Segment Start: Supplied material

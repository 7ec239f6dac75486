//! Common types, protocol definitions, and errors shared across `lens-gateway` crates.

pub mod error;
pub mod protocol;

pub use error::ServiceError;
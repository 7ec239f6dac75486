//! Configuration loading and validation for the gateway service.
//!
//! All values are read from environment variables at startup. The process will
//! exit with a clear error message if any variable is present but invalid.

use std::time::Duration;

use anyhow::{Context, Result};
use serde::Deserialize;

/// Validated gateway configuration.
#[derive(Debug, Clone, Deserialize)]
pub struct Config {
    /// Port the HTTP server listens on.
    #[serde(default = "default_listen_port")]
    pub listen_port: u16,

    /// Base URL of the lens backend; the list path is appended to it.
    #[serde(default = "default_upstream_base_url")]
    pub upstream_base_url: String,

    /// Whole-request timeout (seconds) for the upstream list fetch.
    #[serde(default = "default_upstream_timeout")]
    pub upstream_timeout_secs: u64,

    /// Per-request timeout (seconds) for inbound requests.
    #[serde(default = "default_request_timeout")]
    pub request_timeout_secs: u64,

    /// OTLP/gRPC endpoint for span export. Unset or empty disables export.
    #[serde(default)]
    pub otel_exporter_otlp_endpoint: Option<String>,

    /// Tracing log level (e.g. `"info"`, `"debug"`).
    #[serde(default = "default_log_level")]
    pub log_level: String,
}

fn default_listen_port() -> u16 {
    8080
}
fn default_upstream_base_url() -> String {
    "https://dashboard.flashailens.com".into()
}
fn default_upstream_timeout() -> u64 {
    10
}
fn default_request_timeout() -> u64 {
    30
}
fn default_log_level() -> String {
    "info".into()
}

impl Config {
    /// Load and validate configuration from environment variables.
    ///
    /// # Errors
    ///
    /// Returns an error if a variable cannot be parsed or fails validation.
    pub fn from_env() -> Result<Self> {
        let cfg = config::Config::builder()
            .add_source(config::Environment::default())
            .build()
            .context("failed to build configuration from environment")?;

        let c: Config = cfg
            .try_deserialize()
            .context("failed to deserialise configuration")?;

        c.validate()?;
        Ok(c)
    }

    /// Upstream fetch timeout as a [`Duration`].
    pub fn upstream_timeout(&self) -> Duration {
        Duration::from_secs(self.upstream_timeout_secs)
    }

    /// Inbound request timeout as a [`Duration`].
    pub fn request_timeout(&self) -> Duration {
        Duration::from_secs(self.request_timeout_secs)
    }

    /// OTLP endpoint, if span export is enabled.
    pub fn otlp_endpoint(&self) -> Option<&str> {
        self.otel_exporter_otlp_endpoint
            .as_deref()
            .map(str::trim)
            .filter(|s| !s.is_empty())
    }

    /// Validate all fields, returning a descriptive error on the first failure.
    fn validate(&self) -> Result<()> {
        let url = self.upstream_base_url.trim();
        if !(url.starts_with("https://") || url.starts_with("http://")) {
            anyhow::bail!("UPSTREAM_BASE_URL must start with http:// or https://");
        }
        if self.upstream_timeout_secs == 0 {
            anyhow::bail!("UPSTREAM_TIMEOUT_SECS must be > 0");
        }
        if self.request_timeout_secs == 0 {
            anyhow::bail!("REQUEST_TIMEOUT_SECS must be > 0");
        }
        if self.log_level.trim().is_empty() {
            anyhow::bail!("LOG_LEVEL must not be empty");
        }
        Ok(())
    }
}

Segment End: Supplied material

- _Task instructions_
Please transcribe all of the entries precisely.

- _Written response_
repository 7ec239f6dac75486
//! Common types, protocol definitions, and errors shared across `lens-gateway` crates.

pub mod error;
pub mod protocol;

pub use error::ServiceError;
repository 7ec239f6dac75486
//! Configuration loading and validation for the gateway service.
//!
//! All values are read from environment variables at startup. The process will
//! exit with a clear error message if any variable is present but invalid.

use std::time::Duration;

use anyhow::{Context, Result};
use serde::Deserialize;

/// Validated gateway configuration.
#[derive(Debug, Clone, Deserialize)]
pub struct Config {
    /// Port the HTTP server listens on.
    #[serde(default = "default_listen_port")]
    pub listen_port: u16,

    /// Base URL of the lens backend; the list path is appended to it.
    #[serde(default = "default_upstream_base_url")]
    pub upstream_base_url: String,

    /// Whole-request timeout (seconds) for the upstream list fetch.
    #[serde(default = "default_upstream_timeout")]
    pub upstream_timeout_secs: u64,

    /// Per-request timeout (seconds) for inbound requests.
    #[serde(default = "default_request_timeout")]
    pub request_timeout_secs: u64,

    /// OTLP/gRPC endpoint for span export. Unset or empty disables export.
    #[serde(default)]
    pub otel_exporter_otlp_endpoint: Option<String>,

    /// Tracing log level (e.g. `"info"`, `"debug"`).
    #[serde(default = "default_log_level")]
    pub log_level: String,
}

fn default_listen_port() -> u16 {
    8080
}
fn default_upstream_base_url() -> String {
    "https://dashboard.flashailens.com".into()
}
fn default_upstream_timeout() -> u64 {
    10
}
fn default_request_timeout() -> u64 {
    30
}
fn default_log_level() -> String {
    "info".into()
}

impl Config {
    /// Load and validate configuration from environment variables.
    ///
    /// # Errors
    ///
    /// Returns an error if a variable cannot be parsed or fails validation.
    pub fn from_env() -> Result<Self> {
        let cfg = config::Config::builder()
            .add_source(config::Environment::default())
            .build()
            .context("failed to build configuration from environment")?;

        let c: Config = cfg
            .try_deserialize()
            .context("failed to deserialise configuration")?;

        c.validate()?;
        Ok(c)
    }

    /// Upstream fetch timeout as a [`Duration`].
    pub fn upstream_timeout(&self) -> Duration {
        Duration::from_secs(self.upstream_timeout_secs)
    }

    /// Inbound request timeout as a [`Duration`].
    pub fn request_timeout(&self) -> Duration {
        Duration::from_secs(self.request_timeout_secs)
    }

    /// OTLP endpoint, if span export is enabled.
    pub fn otlp_endpoint(&self) -> Option<&str> {
        self.otel_exporter_otlp_endpoint
            .as_deref()
            .map(str::trim)
            .filter(|s| !s.is_empty())
    }

    /// Validate all fields, returning a descriptive error on the first failure.
    fn validate(&self) -> Result<()> {
        let url = self.upstream_base_url.trim();
        if !(url.starts_with("https://") || url.starts_with("http://")) {
            anyhow::bail!("UPSTREAM_BASE_URL must start with http:// or https://");
        }
        if self.upstream_timeout_secs == 0 {
            anyhow::bail!("UPSTREAM_TIMEOUT_SECS must be > 0");
        }
        if self.request_timeout_secs == 0 {
            anyhow::bail!("REQUEST_TIMEOUT_SECS must be > 0");
        }
        if self.log_level.trim().is_empty() {
            anyhow::bail!("LOG_LEVEL must not be empty");
        }
        Ok(())
    }
}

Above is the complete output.